AIM OF THE TASK: Beginning at the first line of the data, print each line exactly, stopping after the line that contains "std::fs::write(path, contents)?;".

Collected data:
----

//! Application configuration management.
//!
//! Configuration is stored at `~/.config/erpdesk/config.json`. A few
//! settings can be overridden from the environment (or a `.env` file loaded
//! by the binary):
//!
//! - `ERPDESK_API_URL`: base URL of the profile service
//! - `ERPDESK_EXPORT_DIR`: where spreadsheet exports are written
//! - `ERPDESK_USERNAME`: username pre-filled on the login screen

use std::path::{Path, PathBuf};
use std::time::Duration;

use anyhow::{Context, Result};
use serde::{Deserialize, Serialize};
use tracing::debug;

use crate::api::DEFAULT_BASE_URL;
use crate::store::WritePolicy;

/// Application name used for config/data directory paths
pub const APP_NAME: &str = "erpdesk";

/// Config file name
const CONFIG_FILE: &str = "config.json";

const ENV_API_URL: &str = "ERPDESK_API_URL";
const ENV_EXPORT_DIR: &str = "ERPDESK_EXPORT_DIR";
const ENV_USERNAME: &str = "ERPDESK_USERNAME";

#[derive(Debug, Clone, Serialize, Deserialize, Default, PartialEq)]
pub struct Config {
    pub api_base_url: Option<String>,
    pub request_timeout_secs: Option<u64>,
    pub export_dir: Option<PathBuf>,
    #[serde(default)]
    pub write_policy: WritePolicy,
    pub last_username: Option<String>,
}

impl Config {
    /// Load from the standard location and apply environment overrides
    pub fn load() -> Result<Self> {
        let mut config = Self::load_from(&Self::default_path()?)?;
        config.apply_overrides(|key| std::env::var(key).ok());
        Ok(config)
    }

    pub fn load_from(path: &Path) -> Result<Self> {
        if path.exists() {
            let contents = std::fs::read_to_string(path)
                .with_context(|| format!("Failed to read config file: {}", path.display()))?;
            serde_json::from_str(&contents).context("Failed to parse config file")
        } else {
            debug!(path = %path.display(), "No config file, using defaults");
            Ok(Self::default())
        }
    }

    pub fn save_to(&self, path: &Path) -> Result<()> {
        if let Some(parent) = path.parent() {
            std::fs::create_dir_all(parent)?;
        }
        let contents = serde_json::to_string_pretty(self)?;
        std::fs::write(path, contents)?;
        Ok(())
    }

    /// Apply overrides from `lookup`, normally the process environment.
    /// Empty values are ignored.
    pub fn apply_overrides(&mut self, lookup: impl Fn(&str) -> Option<String>) {
        let lookup = |key: &str| lookup(key).filter(|v| !v.trim().is_empty());

        if let Some(url) = lookup(ENV_API_URL) {
            self.api_base_url = Some(url);
        }
        if let Some(dir) = lookup(ENV_EXPORT_DIR) {
            self.export_dir = Some(PathBuf::from(dir));
        }
        if let Some(username) = lookup(ENV_USERNAME) {
            self.last_username = Some(username);
        }
    }

    /// `<config_dir>/erpdesk/config.json`
    pub fn default_path() -> Result<PathBuf> {
        let config_dir = dirs::config_dir()
            .ok_or_else(|| anyhow::anyhow!("Could not find config directory"))?;
        Ok(config_dir.join(APP_NAME).join(CONFIG_FILE))
    }

    pub fn api_base_url(&self) -> &str {
        self.api_base_url.as_deref().unwrap_or(DEFAULT_BASE_URL)
    }

    pub fn request_timeout(&self) -> Option<Duration> {
        self.request_timeout_secs.filter(|s| *s > 0).map(Duration::from_secs)
    }

    /// Directory for local storage and logs
    pub fn data_dir(&self) -> Result<PathBuf> {
        let data_dir = dirs::data_local_dir()
            .ok_or_else(|| anyhow::anyhow!("Could not find data directory"))?;
        Ok(data_dir.join(APP_NAME))
    }

    /// Where exports go: the configured directory, else the user's download
    /// directory, else the working directory.
    pub fn export_dir(&self) -> PathBuf {
        self.export_dir
            .clone()
            .or_else(dirs::download_dir)
            .unwrap_or_else(|| PathBuf::from("."))
    }
}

----

OUTPUT OF THE EXERCISE:
//! Application configuration management.
//!
//! Configuration is stored at `~/.config/erpdesk/config.json`. A few
//! settings can be overridden from the environment (or a `.env` file loaded
//! by the binary):
//!
//! - `ERPDESK_API_URL`: base URL of the profile service
//! - `ERPDESK_EXPORT_DIR`: where spreadsheet exports are written
//! - `ERPDESK_USERNAME`: username pre-filled on the login screen

use std::path::{Path, PathBuf};
use std::time::Duration;

use anyhow::{Context, Result};
use serde::{Deserialize, Serialize};
use tracing::debug;

use crate::api::DEFAULT_BASE_URL;
use crate::store::WritePolicy;

/// Application name used for config/data directory paths
pub const APP_NAME: &str = "erpdesk";

/// Config file name
const CONFIG_FILE: &str = "config.json";

const ENV_API_URL: &str = "ERPDESK_API_URL";
const ENV_EXPORT_DIR: &str = "ERPDESK_EXPORT_DIR";
const ENV_USERNAME: &str = "ERPDESK_USERNAME";

#[derive(Debug, Clone, Serialize, Deserialize, Default, PartialEq)]
pub struct Config {
    pub api_base_url: Option<String>,
    pub request_timeout_secs: Option<u64>,
    pub export_dir: Option<PathBuf>,
    #[serde(default)]
    pub write_policy: WritePolicy,
    pub last_username: Option<String>,
}

impl Config {
    /// Load from the standard location and apply environment overrides
    pub fn load() -> Result<Self> {
        let mut config = Self::load_from(&Self::default_path()?)?;
        config.apply_overrides(|key| std::env::var(key).ok());
        Ok(config)
    }

    pub fn load_from(path: &Path) -> Result<Self> {
        if path.exists() {
            let contents = std::fs::read_to_string(path)
                .with_context(|| format!("Failed to read config file: {}", path.display()))?;
            serde_json::from_str(&contents).context("Failed to parse config file")
        } else {
            debug!(path = %path.display(), "No config file, using defaults");
            Ok(Self::default())
        }
    }

    pub fn save_to(&self, path: &Path) -> Result<()> {
        if let Some(parent) = path.parent() {
            std::fs::create_dir_all(parent)?;
        }
        let contents = serde_json::to_string_pretty(self)?;
        std::fs::write(path, contents)?;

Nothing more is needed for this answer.